I can’t say it really surprised me.  Outside our tech department, the only real requirement to get hired at that place was to have a pulse.  Most of the people who worked there were basically glorified chimpanzees.  Each of their heads, I knew from brief, simple conversations, were filled with thoughts of drunkenness, fornication and random bodily functions.  One guy who worked there was fired after a couple of months when he was caught stealing.  As it turned out, the social security number he had given Human Resources was fake and he was a parollee who had been imprisoned on some sort of felony.

Another worker had a habit of urinating on the cave wall inside the employee entrance, “When you gotta go, you gotta go…” he explained to me one afternoon.

I just nodded and hurried along to my car, “Yep.”

Any one of the hundred or so people in that cave could have been the Mad Shitter.  Man, woman, beast… nobody there knew the difference.

I felt sorry for the janitor.  In the months of the Mad Shitter’s reign, she would sit at the lunch table, shaking her head, staring at some ghost in the distance like a shell-shocked Vietnam vet.

Gossip and speculation swirled like a swollen, flooded river.  Every greasy-haired, beady-eyed, overweight, leering, drooling slob was suspected.  Reasons were found why so-and-so must be the Mad Shitter.  Then so-and-so would revolve out of employment like everyone did after two or three months and still the men’s room would be defiled.

Things finally came to a head at a monthly meeting.  These meetings were sort of pep-rallies where the upper management types would spout platitudes and raffle off some of the junk to the eager proletariat.  I was always embarrassed to witness these spectacles and usually hung out as far behind the crowd as I could, never participating, always observing.

The number-two guy, the general manager, came up on the makeshift platform in front of the crowd.  I always regarded him as somewhat of an absurdity: about 5′6″, blond hair greased back, blue eyes, cowboy boots.  He put forward a manly air which came across as completely ridiculous when he spoke in a high-pitched voice that sounded like it belonged to a thirteen year old.  He stood on the platform, holding the microphone and paused to look over the mass of collected workers.  He was dramatic, silent.  I looked over the crowd too, from behind.  They reminded me of the collection of mutants gathered and arguing in a cave on Dr. Moreau’s Island.  Everyone grew silent.  I could feel the nervous tension.

“I WANT TO KNOW WHAT ANIMAL HAS BEEN SHITTING ALL OVER MY BATHROOM!”

The general manager stomped his boot, sending an echo reverberating through the cave.  There was a gasp, then shocked silence.  People eyed each other suspiciously, looking for the culprit.  Even as far back as I was, I could see the manager’s face glowing red.  I giggled to myself, man he’s pissed!

There was another lengthy pause.  Everyone was squirming.  The general manager composed himself.

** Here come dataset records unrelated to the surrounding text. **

//! # Scene Error Types
//!
//! All errors that can occur while managing or persisting a scene.

use std::path::PathBuf;

use thiserror::Error;
use wire_core::{CodecError, ConfigError, EcsError};

/// Errors that can occur in the scene layer.
#[derive(Error, Debug)]
pub enum SceneError {
    /// A file or directory could not be read or written.
    #[error("i/o error on {}: {source}", path.display())]
    Io {
        /// The path being accessed.
        path: PathBuf,
        /// Underlying I/O error.
        source: std::io::Error,
    },

    /// An entity file could not be decoded.
    #[error("failed to decode {}: {source}", path.display())]
    Decode {
        /// The entity file.
        path: PathBuf,
        /// What the codec reported.
        source: CodecError,
    },

    /// An entity could not be encoded.
    #[error(transparent)]
    Codec(#[from] CodecError),

    /// The registry rejected an operation.
    #[error(transparent)]
    Ecs(#[from] EcsError),

    /// The scene configuration is invalid.
    #[error(transparent)]
    Config(#[from] ConfigError),
}

impl SceneError {
    pub(crate) fn io(path: impl Into<PathBuf>, source: std::io::Error) -> Self {
        Self::Io {
            path: path.into(),
            source,
        }
    }
}

/// Result type for scene operations.
pub type SceneResult<T> = Result<T, SceneError>;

“I promise, if you come forward, like a man, you will not be punished.  We can work this out.”

Yeah, right, I thought.

The pleading alternated with ranting for a good 15 minutes before the meeting veered back onto its normal course.  I slipped away and went back to the bench to surf the net.

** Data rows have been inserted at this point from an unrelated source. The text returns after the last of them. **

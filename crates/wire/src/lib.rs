//! # WIRE
//!
//! Dense entity component storage with a compact binary entity format.
//!
//! - [`wire_core`]: identifiers, pools, the registry and the entity codec
//! - [`wire_scene`]: named scenes and one-file-per-entity persistence
//!
//! The most used items are re-exported at the crate root.

#![deny(missing_docs)]
#![deny(unsafe_code)]

pub use wire_core;
pub use wire_scene;

pub use wire_core::{
    component, Component, ComponentHooks, EntityCodec, EntityId, Guid, Registry, RegistryConfig,
    TypeRegistry,
};
pub use wire_scene::{Entity, Scene, SceneConfig, SceneStorage};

The Mad Shitter continued, unswayed by the dramatic attention he received at the meeting.  I had to admire his regularity, I guess.  I knew, from some television commercials, there were elderly people who would kill to have that ability.

Another two months passed and, as suddenly as it had started, the fecal attack stopped.  Nobody ever identified the Mad Shitter.  A handful of workers had been rotated out around the same time and it could have been any one of them.

I myself left the place a few months after that.  One day I was surfing the internet, bored with another job when I found a news item about a desperate man who held up a bank.  His internet business had failed and the bank was about to foreclose on his house.  He had gone into the bank carrying a toy with a blinking light and claimed it was a bomb.  He also carried an unloaded Nazi pistol.  He told the clerk to turn the closed sign and put all the money in a bag.  He took so long, the police were waiting for him when he left.  His name was Judd Owens.

“The F-u-u-u-u-u-c-k-s!” I thought, with a Russian accent.